- **TASK DESCRIPTION**:
Filter the listing and keep only the lines with the word "process".
━━ MATERIAL SUPPLIED
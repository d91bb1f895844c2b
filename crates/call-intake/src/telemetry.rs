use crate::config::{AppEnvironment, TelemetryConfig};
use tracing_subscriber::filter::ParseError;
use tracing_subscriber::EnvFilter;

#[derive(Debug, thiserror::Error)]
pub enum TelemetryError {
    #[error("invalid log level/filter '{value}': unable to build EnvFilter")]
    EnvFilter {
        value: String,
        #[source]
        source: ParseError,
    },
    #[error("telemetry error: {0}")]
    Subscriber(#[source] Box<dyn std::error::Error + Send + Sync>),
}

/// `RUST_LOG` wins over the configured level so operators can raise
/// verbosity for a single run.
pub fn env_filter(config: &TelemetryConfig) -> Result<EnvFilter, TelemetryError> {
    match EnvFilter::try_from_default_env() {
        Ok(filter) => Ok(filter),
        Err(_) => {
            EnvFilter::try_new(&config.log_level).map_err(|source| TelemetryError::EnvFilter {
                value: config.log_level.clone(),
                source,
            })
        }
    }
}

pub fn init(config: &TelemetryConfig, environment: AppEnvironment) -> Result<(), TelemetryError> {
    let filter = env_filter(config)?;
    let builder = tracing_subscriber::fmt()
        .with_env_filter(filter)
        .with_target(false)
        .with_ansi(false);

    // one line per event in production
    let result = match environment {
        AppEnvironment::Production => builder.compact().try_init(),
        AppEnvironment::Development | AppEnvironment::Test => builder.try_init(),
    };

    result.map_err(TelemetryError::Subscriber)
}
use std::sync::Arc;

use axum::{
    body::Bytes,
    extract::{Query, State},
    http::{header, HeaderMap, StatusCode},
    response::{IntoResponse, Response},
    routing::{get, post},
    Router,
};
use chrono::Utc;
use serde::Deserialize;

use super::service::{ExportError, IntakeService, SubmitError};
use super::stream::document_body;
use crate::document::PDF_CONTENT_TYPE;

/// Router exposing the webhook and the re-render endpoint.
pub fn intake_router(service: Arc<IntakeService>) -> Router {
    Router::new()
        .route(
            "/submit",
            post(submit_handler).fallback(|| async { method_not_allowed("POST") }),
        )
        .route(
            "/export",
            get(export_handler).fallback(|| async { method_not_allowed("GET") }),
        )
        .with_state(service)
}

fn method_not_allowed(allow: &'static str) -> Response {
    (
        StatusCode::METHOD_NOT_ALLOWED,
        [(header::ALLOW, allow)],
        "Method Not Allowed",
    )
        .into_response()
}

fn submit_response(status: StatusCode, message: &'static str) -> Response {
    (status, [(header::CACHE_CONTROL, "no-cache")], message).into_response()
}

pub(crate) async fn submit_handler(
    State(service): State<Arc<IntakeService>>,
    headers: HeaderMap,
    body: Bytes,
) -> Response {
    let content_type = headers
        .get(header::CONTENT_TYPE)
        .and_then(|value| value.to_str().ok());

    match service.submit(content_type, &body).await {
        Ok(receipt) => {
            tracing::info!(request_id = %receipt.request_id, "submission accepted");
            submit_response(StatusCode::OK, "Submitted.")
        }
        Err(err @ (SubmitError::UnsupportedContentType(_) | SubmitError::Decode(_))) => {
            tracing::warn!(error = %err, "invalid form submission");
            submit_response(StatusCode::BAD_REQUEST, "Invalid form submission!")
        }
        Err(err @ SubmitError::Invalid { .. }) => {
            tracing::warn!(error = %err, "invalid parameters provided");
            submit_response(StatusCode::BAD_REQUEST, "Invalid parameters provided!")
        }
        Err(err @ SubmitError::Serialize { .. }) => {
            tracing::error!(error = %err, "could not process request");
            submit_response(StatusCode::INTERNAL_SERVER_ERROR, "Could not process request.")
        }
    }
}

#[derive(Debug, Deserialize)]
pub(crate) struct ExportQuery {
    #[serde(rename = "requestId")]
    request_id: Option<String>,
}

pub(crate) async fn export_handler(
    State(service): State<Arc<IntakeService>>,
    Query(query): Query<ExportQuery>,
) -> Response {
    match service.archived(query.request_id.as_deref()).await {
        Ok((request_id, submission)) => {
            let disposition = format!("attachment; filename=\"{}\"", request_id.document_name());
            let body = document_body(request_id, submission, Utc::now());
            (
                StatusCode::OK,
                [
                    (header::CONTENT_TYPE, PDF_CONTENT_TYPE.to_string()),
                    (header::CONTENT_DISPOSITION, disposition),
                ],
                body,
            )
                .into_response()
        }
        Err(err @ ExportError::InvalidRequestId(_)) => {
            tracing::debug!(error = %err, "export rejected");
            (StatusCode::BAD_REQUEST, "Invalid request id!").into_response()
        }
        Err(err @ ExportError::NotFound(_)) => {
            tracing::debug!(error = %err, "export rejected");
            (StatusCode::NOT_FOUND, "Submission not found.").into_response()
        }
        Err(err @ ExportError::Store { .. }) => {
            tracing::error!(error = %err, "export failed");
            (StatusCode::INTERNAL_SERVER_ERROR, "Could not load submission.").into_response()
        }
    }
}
━━━━
━━ MATERIAL SUPPLIED
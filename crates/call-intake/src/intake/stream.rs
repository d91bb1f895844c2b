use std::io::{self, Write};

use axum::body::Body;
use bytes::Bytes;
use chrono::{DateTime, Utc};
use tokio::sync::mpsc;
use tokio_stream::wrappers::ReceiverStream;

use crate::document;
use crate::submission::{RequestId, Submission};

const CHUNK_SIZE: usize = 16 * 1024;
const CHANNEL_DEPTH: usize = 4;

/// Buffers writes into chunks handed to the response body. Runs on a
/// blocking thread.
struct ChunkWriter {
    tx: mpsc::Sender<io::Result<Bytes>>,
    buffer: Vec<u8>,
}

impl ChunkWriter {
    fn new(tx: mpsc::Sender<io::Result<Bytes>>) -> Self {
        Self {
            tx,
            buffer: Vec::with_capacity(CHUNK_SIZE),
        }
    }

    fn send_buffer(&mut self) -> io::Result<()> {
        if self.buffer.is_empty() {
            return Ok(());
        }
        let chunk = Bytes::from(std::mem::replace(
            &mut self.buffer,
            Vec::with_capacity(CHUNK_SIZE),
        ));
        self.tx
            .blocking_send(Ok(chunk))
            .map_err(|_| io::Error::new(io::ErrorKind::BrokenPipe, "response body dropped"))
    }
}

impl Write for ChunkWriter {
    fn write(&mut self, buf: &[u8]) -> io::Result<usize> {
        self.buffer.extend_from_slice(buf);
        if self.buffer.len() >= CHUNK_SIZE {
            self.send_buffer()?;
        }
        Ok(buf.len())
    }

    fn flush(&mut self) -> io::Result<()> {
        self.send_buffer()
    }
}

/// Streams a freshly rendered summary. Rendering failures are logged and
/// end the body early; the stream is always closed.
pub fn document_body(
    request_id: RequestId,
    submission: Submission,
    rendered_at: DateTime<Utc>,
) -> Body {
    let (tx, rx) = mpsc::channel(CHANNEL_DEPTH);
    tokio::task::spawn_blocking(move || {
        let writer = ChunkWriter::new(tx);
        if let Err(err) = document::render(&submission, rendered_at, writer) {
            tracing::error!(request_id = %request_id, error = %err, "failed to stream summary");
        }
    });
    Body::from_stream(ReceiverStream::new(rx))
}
━━━━
- **RESPONSE TO THE TASK**:
            tracing::error!(error = %err, "could not process request");
            submit_response(StatusCode::INTERNAL_SERVER_ERROR, "Could not process request.")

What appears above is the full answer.